══ EXTRACTED DATA ══

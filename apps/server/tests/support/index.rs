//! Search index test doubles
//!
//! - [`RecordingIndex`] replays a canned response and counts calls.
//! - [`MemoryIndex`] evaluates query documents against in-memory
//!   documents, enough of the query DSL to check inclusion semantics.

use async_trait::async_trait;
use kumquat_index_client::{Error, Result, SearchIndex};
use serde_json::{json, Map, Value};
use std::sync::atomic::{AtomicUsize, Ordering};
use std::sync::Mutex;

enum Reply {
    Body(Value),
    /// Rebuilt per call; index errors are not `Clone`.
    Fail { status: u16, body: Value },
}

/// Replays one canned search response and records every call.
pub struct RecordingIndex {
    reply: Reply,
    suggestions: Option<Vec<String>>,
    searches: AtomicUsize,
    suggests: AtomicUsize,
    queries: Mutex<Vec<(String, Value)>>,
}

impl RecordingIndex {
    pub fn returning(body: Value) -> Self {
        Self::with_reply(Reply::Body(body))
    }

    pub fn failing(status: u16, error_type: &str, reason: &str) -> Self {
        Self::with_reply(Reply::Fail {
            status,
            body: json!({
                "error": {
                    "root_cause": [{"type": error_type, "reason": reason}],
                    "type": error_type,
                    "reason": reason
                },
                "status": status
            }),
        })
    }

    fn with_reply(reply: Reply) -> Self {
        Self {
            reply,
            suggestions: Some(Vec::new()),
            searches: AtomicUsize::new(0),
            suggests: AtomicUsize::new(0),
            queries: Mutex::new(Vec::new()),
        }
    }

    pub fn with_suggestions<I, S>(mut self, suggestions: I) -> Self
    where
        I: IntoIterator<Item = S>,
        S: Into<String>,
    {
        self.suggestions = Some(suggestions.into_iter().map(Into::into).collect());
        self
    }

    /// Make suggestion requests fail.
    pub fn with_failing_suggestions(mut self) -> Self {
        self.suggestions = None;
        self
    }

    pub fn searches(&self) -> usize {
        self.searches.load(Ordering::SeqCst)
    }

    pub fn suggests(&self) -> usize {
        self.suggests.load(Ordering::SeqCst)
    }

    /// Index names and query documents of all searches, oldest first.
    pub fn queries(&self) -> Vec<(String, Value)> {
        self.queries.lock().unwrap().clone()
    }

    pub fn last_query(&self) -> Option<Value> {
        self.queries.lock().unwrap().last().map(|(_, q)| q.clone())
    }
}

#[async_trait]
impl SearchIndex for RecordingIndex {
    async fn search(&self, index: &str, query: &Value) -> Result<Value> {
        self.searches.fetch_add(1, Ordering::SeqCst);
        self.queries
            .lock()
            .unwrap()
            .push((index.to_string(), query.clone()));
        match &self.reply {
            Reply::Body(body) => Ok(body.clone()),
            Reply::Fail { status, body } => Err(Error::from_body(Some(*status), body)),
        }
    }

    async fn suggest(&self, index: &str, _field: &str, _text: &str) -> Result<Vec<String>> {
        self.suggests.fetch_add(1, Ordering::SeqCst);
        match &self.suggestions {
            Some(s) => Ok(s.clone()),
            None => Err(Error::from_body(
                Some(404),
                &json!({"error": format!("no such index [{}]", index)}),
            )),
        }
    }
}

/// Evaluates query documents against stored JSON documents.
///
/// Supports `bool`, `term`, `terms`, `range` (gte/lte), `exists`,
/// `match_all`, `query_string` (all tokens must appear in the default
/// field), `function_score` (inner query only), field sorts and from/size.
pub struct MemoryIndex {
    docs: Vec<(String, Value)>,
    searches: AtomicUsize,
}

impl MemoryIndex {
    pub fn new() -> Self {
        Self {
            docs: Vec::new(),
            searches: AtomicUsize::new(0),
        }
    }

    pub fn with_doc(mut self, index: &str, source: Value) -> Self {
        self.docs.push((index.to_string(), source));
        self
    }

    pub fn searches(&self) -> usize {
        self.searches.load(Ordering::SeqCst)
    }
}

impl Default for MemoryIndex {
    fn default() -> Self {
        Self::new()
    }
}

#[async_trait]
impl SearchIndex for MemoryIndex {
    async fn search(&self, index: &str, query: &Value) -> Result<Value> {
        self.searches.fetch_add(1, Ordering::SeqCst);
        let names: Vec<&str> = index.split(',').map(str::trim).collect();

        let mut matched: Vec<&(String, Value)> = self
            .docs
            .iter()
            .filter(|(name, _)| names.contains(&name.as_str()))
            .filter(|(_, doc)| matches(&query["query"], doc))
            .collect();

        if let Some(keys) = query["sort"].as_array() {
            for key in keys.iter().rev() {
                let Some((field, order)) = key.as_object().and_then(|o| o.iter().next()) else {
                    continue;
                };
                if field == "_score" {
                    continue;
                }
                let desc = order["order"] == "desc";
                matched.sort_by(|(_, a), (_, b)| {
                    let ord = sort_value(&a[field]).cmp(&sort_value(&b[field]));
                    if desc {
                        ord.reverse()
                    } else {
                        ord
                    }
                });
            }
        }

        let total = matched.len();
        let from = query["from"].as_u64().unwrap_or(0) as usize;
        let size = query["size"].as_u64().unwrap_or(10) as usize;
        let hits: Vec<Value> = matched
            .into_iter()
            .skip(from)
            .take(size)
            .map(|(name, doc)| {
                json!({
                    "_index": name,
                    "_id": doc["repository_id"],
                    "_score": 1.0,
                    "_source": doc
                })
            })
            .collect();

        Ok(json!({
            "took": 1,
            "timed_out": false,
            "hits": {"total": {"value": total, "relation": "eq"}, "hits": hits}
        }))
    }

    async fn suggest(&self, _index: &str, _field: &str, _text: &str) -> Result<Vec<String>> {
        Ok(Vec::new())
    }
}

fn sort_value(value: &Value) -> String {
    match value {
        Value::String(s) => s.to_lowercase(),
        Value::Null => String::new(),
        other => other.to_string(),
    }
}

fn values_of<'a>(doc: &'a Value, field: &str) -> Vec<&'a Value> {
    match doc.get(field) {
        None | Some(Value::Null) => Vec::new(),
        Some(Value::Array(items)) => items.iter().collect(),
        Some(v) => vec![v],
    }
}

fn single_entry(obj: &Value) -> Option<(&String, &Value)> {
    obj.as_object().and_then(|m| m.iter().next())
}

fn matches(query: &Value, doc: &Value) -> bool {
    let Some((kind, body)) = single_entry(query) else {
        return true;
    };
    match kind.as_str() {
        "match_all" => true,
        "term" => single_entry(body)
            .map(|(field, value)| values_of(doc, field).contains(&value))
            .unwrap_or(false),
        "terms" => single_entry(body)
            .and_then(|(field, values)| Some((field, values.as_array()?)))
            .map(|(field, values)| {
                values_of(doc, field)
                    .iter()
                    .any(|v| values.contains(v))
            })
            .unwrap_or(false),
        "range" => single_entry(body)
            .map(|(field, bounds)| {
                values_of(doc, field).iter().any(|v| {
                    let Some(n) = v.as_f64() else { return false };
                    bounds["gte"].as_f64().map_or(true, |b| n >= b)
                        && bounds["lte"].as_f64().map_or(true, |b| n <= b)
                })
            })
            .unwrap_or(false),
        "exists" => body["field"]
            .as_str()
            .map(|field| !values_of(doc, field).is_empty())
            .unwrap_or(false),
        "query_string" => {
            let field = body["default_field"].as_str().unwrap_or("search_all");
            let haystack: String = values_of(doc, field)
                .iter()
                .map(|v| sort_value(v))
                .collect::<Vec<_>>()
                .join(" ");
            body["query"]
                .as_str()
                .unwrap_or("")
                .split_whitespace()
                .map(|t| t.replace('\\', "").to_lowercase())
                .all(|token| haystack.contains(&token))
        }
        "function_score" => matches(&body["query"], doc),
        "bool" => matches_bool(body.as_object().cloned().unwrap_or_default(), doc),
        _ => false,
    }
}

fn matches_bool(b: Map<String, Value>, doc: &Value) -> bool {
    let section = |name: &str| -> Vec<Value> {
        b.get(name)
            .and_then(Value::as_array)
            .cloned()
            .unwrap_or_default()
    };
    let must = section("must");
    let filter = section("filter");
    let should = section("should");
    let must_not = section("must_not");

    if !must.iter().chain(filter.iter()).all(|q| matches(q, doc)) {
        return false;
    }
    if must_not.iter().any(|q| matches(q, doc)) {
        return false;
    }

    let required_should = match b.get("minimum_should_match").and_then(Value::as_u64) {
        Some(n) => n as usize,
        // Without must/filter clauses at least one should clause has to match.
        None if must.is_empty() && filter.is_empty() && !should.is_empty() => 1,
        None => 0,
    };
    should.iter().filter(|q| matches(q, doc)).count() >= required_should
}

═══

## TASK TO COMPLETE
In the records above, find the lines containing "names" and copy them.

## ANSWER BELOW
    /// Index names and query documents of all searches, oldest first.
        let names: Vec<&str> = index.split(',').map(str::trim).collect();
            .filter(|(name, _)| names.contains(&name.as_str()))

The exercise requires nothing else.